▼▼▼

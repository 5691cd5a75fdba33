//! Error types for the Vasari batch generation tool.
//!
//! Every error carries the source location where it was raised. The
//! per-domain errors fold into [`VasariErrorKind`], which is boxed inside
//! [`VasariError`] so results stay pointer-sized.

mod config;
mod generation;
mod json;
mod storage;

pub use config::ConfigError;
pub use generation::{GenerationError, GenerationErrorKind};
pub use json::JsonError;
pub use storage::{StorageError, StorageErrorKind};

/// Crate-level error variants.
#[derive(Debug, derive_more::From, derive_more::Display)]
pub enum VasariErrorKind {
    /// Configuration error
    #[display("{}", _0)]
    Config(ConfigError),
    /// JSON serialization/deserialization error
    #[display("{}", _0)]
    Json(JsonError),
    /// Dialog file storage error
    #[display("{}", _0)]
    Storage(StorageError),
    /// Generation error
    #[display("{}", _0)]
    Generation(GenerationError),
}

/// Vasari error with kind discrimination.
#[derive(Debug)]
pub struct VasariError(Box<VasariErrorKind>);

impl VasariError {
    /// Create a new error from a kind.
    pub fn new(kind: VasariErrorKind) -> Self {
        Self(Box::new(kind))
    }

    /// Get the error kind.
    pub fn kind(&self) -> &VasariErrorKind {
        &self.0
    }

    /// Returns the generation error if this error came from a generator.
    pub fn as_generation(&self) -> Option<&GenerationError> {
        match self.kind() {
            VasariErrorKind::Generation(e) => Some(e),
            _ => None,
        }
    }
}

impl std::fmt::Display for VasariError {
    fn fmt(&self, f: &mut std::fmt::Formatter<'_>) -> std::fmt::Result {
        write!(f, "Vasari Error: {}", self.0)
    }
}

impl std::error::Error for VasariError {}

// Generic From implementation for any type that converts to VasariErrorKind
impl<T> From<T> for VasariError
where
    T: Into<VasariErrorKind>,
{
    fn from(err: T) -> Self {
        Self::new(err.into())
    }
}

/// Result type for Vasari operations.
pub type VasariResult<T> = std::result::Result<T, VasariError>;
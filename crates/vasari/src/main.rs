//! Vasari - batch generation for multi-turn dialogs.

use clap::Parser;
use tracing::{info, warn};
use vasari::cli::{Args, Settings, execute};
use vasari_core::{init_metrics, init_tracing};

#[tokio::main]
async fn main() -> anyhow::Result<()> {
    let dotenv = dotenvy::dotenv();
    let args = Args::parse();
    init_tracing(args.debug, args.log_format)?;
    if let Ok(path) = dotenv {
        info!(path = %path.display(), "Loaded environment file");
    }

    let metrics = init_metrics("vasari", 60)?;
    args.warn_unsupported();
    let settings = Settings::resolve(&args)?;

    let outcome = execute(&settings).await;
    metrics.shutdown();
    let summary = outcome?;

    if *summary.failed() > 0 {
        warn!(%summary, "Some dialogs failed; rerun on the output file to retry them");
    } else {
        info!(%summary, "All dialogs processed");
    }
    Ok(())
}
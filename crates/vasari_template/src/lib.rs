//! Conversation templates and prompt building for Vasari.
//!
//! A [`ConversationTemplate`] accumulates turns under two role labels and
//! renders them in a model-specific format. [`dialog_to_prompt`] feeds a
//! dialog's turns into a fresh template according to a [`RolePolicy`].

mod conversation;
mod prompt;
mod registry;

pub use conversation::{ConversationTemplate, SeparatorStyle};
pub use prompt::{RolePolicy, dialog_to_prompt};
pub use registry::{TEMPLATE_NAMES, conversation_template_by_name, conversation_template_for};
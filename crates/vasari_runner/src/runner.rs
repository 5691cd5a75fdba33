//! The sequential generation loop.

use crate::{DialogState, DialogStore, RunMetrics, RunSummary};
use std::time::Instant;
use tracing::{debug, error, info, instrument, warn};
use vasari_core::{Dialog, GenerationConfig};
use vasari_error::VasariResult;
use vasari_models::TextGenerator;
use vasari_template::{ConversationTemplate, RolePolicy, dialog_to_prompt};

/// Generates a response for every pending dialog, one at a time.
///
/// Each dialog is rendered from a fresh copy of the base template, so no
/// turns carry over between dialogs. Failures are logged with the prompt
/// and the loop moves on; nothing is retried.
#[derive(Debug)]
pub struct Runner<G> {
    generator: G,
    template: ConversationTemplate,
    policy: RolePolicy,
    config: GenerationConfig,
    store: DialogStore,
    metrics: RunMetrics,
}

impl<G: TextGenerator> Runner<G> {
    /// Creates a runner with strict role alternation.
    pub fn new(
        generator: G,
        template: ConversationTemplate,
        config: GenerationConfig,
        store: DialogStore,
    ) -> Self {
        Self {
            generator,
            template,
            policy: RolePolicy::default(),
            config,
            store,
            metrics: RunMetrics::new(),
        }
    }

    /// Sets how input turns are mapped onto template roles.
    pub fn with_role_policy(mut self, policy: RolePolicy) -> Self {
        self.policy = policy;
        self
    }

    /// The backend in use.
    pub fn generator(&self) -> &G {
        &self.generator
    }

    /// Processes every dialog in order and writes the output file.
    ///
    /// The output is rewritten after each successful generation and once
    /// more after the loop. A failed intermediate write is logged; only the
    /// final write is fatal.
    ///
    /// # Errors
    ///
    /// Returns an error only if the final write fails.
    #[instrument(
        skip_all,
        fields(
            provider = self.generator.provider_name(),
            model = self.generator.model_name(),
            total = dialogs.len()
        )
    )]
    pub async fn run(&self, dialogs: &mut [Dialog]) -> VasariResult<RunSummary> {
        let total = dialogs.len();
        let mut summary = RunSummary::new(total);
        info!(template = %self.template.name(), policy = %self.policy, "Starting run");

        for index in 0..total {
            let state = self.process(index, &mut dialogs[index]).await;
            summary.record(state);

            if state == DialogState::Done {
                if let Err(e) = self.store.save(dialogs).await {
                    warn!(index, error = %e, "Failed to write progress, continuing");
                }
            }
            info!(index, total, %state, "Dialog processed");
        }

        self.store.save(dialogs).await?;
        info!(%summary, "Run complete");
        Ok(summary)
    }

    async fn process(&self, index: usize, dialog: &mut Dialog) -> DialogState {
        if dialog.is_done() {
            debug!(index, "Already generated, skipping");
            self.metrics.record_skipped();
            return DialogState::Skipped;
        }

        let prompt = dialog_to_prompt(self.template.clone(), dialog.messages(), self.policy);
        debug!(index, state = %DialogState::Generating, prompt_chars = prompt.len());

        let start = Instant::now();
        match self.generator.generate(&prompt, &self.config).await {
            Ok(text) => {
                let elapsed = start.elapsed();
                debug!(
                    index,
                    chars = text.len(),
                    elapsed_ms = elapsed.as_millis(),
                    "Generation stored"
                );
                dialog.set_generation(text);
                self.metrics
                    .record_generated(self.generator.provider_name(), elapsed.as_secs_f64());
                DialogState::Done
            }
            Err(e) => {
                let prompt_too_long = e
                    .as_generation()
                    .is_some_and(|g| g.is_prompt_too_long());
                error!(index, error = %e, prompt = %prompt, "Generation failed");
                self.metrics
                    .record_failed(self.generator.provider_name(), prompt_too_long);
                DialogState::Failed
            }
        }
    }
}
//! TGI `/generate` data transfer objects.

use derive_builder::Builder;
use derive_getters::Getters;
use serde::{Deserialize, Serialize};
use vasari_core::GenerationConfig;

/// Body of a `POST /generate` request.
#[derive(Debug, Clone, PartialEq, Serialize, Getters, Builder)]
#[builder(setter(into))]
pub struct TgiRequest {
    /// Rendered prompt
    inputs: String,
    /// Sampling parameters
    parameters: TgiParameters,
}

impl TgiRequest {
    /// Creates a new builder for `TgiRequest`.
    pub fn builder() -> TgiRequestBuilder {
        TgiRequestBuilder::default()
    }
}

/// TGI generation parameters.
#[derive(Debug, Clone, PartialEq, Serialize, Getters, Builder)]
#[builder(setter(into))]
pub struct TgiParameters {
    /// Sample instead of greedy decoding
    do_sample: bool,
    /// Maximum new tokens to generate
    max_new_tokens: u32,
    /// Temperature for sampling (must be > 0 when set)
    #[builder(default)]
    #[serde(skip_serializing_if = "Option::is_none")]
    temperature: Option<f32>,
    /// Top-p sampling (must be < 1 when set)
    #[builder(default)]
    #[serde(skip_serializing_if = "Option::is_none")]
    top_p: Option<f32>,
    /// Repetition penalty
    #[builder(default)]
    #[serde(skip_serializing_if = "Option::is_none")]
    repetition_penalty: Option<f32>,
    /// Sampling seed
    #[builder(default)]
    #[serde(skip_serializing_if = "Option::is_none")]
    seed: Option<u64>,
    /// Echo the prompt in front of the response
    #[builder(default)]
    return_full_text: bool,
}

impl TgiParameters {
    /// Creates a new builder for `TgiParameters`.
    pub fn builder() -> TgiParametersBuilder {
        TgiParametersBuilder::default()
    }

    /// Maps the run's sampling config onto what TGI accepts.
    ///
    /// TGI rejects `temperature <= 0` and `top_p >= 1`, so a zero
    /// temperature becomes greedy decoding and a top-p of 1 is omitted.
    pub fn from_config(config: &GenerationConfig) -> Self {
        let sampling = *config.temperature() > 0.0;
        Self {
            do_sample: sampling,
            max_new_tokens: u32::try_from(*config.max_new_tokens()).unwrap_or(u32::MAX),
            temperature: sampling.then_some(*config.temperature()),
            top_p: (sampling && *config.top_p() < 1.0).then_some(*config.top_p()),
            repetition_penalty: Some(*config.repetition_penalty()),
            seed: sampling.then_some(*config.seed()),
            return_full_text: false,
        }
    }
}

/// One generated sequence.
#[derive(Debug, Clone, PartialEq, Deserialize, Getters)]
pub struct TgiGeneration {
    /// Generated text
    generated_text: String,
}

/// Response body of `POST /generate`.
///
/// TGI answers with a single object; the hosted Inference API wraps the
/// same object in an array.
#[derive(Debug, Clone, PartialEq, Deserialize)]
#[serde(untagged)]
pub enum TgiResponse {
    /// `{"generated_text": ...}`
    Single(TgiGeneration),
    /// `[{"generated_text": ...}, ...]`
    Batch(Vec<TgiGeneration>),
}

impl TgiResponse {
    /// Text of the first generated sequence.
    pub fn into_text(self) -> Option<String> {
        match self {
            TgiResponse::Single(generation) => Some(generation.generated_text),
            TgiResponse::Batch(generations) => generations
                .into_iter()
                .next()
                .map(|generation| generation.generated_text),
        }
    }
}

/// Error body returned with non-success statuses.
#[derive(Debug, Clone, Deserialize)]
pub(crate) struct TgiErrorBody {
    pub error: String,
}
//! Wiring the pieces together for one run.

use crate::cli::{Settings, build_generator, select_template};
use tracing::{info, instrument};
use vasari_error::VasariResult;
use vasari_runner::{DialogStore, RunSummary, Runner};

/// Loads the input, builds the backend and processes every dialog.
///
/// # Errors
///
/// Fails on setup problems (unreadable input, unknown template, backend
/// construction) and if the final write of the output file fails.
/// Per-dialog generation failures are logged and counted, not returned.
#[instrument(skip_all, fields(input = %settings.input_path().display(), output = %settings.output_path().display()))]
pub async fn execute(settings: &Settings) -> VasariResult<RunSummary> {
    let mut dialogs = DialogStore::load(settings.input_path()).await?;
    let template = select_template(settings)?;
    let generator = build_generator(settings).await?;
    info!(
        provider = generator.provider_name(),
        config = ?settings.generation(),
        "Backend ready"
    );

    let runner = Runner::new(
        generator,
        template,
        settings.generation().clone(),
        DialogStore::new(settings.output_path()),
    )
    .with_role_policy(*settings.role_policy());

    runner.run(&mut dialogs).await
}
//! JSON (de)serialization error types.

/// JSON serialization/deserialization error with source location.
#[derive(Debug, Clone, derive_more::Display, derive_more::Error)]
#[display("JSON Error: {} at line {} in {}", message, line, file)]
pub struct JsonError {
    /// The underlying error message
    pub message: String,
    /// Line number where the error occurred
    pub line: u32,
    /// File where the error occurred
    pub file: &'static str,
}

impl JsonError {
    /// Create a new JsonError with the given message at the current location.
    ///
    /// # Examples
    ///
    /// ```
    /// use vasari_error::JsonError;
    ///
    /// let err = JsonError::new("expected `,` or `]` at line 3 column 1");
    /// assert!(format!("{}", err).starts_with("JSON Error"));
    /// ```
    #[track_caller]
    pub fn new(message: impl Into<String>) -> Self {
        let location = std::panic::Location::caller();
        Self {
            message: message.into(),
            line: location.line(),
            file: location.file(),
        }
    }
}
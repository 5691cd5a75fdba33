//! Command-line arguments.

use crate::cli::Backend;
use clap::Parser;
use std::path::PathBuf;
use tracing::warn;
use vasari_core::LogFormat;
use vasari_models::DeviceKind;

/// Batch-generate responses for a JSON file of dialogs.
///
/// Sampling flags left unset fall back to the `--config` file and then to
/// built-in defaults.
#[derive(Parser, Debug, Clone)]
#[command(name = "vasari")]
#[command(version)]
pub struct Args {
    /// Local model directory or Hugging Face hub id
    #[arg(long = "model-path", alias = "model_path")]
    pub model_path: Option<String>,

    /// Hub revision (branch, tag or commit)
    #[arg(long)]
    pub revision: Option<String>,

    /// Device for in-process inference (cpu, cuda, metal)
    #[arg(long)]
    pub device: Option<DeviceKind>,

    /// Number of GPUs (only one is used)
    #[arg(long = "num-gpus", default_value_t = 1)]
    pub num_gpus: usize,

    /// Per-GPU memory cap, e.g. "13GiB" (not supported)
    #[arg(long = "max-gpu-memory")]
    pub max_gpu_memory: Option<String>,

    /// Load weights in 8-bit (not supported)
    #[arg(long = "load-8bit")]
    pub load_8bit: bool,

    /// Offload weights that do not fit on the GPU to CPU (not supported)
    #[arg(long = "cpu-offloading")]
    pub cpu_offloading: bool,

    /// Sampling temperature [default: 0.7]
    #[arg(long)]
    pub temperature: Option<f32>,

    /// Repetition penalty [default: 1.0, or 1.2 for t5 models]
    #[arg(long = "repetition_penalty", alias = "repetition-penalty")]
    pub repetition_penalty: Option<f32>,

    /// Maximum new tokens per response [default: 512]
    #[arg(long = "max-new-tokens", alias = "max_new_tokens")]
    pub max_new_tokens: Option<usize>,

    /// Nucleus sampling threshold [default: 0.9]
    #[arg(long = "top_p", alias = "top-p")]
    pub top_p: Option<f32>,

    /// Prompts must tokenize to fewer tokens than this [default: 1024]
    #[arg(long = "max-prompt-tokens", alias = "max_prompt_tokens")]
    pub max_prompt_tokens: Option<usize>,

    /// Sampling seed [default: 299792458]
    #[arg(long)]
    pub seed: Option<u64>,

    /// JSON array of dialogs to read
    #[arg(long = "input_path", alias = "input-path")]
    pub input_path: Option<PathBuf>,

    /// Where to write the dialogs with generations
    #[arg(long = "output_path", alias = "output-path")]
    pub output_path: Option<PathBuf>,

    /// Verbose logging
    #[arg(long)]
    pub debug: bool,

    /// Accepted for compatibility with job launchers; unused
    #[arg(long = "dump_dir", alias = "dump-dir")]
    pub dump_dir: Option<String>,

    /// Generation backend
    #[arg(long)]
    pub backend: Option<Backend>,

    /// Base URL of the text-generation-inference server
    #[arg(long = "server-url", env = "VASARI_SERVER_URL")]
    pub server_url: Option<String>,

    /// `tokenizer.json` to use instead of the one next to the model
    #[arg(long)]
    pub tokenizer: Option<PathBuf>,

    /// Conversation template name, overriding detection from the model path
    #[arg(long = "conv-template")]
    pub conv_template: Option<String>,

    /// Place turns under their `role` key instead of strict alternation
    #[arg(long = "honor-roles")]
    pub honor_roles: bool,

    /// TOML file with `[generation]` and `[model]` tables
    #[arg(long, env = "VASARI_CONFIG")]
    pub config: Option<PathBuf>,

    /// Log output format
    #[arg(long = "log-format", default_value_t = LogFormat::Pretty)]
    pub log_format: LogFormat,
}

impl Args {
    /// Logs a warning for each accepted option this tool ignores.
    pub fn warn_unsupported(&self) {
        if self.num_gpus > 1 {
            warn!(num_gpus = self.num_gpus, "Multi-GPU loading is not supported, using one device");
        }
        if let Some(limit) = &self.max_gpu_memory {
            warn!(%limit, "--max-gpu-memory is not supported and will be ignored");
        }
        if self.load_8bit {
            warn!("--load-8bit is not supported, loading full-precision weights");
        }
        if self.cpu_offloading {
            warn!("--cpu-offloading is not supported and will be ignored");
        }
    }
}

▲▲▲

* _Work item_
If a line in the data above holds the string "source", copy it.

* _Solution below_
//! Every error carries the source location where it was raised. The
/// JSON serialization/deserialization error with source location.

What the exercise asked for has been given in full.